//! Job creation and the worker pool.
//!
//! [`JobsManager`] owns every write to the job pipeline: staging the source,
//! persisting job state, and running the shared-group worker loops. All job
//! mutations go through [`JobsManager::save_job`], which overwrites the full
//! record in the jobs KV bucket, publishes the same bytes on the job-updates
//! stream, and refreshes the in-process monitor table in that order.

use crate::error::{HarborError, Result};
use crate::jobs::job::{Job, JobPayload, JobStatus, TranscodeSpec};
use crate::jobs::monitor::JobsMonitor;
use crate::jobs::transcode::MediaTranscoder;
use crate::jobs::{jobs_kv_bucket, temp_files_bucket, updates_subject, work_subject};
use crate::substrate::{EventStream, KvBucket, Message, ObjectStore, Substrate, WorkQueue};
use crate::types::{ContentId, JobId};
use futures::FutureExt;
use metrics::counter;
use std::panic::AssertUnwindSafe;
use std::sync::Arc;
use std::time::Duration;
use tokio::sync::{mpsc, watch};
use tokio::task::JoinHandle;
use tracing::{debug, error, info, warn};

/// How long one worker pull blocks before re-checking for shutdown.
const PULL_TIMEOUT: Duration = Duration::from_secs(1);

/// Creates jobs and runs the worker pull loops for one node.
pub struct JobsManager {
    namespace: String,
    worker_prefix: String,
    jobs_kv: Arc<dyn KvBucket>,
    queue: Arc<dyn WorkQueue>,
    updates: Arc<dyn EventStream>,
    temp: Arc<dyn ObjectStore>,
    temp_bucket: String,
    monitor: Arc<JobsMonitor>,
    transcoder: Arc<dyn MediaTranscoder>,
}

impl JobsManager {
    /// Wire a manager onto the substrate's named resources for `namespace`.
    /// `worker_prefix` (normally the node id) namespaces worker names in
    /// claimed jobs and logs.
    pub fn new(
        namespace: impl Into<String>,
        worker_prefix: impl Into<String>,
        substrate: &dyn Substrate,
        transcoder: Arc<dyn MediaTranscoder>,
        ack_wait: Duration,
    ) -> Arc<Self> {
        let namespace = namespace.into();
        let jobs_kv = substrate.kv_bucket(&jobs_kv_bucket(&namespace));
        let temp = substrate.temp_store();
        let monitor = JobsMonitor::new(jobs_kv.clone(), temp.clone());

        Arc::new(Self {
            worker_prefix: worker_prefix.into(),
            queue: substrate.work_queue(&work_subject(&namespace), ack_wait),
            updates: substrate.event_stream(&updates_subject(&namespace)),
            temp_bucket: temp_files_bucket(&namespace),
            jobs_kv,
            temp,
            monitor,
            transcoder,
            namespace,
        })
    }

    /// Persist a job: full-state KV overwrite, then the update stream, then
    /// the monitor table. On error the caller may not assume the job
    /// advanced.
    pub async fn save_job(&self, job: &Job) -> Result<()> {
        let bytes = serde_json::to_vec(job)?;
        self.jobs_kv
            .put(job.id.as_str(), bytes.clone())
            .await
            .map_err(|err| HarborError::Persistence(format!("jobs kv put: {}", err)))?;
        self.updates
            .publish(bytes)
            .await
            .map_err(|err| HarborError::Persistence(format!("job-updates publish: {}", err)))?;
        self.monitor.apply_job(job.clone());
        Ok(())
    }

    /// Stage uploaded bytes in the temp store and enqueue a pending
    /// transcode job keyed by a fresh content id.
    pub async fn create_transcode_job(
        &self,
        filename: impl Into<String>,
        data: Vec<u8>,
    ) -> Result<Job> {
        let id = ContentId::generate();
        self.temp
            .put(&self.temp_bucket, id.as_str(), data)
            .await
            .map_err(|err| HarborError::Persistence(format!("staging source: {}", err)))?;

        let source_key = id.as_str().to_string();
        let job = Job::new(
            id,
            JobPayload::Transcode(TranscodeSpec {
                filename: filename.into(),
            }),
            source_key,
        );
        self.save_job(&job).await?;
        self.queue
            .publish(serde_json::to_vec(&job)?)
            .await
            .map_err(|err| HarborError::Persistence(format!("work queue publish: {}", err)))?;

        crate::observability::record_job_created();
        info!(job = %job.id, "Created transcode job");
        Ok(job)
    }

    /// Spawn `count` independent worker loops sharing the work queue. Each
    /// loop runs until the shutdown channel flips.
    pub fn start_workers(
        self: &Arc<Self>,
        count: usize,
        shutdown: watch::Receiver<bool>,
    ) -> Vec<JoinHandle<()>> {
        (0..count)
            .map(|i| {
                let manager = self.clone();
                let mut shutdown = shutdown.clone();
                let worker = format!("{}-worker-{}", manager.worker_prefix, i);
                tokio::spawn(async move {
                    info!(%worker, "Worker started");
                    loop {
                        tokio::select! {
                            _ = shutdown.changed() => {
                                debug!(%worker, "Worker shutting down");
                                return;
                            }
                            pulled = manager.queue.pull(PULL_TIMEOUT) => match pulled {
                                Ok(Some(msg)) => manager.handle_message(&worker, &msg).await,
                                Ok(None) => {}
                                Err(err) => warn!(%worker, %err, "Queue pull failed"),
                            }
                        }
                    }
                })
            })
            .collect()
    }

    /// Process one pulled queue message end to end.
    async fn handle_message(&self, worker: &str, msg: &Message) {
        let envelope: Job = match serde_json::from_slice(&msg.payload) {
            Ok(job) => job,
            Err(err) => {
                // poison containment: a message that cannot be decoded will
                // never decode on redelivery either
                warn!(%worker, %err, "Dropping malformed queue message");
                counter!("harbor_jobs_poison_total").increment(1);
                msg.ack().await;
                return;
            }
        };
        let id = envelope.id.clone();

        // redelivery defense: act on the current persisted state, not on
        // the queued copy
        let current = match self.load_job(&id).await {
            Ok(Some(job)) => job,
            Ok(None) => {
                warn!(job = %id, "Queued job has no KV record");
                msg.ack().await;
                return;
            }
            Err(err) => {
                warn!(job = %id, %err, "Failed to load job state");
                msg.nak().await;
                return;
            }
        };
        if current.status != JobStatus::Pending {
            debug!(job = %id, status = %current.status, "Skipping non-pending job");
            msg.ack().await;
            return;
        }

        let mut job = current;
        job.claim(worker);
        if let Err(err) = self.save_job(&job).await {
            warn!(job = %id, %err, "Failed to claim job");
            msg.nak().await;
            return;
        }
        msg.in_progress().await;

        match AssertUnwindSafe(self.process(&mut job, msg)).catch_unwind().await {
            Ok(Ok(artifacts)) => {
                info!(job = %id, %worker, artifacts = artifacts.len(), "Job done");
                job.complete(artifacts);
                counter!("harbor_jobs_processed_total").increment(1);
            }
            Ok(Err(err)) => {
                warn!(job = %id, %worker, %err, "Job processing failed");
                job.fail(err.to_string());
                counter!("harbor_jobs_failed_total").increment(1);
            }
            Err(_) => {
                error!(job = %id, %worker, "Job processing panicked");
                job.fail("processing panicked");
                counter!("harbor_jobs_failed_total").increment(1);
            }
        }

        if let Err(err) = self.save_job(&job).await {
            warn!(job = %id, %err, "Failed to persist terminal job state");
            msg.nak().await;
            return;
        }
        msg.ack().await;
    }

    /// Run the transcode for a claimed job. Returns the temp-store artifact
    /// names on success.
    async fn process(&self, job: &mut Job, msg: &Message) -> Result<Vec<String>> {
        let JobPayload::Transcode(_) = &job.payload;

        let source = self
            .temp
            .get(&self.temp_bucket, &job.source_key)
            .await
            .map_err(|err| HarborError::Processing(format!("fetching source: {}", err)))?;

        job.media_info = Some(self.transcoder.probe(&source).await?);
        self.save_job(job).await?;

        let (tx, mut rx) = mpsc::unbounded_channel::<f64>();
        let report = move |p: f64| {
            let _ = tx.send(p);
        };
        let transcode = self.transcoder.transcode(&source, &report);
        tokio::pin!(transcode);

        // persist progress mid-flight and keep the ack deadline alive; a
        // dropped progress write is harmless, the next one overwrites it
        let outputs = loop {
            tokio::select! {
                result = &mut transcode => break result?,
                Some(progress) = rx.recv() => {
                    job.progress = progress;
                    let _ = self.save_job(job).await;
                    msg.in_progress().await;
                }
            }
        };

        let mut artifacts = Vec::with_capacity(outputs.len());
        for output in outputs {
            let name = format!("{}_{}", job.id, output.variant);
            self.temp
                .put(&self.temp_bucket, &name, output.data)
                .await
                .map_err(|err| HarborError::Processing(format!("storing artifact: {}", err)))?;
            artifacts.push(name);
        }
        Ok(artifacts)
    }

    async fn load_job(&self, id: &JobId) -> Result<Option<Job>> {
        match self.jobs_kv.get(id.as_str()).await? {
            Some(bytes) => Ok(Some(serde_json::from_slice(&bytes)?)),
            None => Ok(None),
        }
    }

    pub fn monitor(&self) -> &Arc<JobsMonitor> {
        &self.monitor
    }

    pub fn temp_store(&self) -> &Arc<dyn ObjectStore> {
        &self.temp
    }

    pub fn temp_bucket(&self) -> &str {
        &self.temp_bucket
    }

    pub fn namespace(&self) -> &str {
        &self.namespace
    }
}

----------------

● **PROBLEM STATEMENT**
In the entries above, find the line with "async fn process(&self, job: &mut" and the line with "tokio::pin!(transcode);", then set down exactly those two and every line between them, nothing else.

● **ANSWER SECTION**
    async fn process(&self, job: &mut Job, msg: &Message) -> Result<Vec<String>> {
        let JobPayload::Transcode(_) = &job.payload;

        let source = self
            .temp
            .get(&self.temp_bucket, &job.source_key)
            .await
            .map_err(|err| HarborError::Processing(format!("fetching source: {}", err)))?;

        job.media_info = Some(self.transcoder.probe(&source).await?);
        self.save_job(job).await?;

        let (tx, mut rx) = mpsc::unbounded_channel::<f64>();
        let report = move |p: f64| {
            let _ = tx.send(p);
        };
        let transcode = self.transcoder.transcode(&source, &report);
        tokio::pin!(transcode);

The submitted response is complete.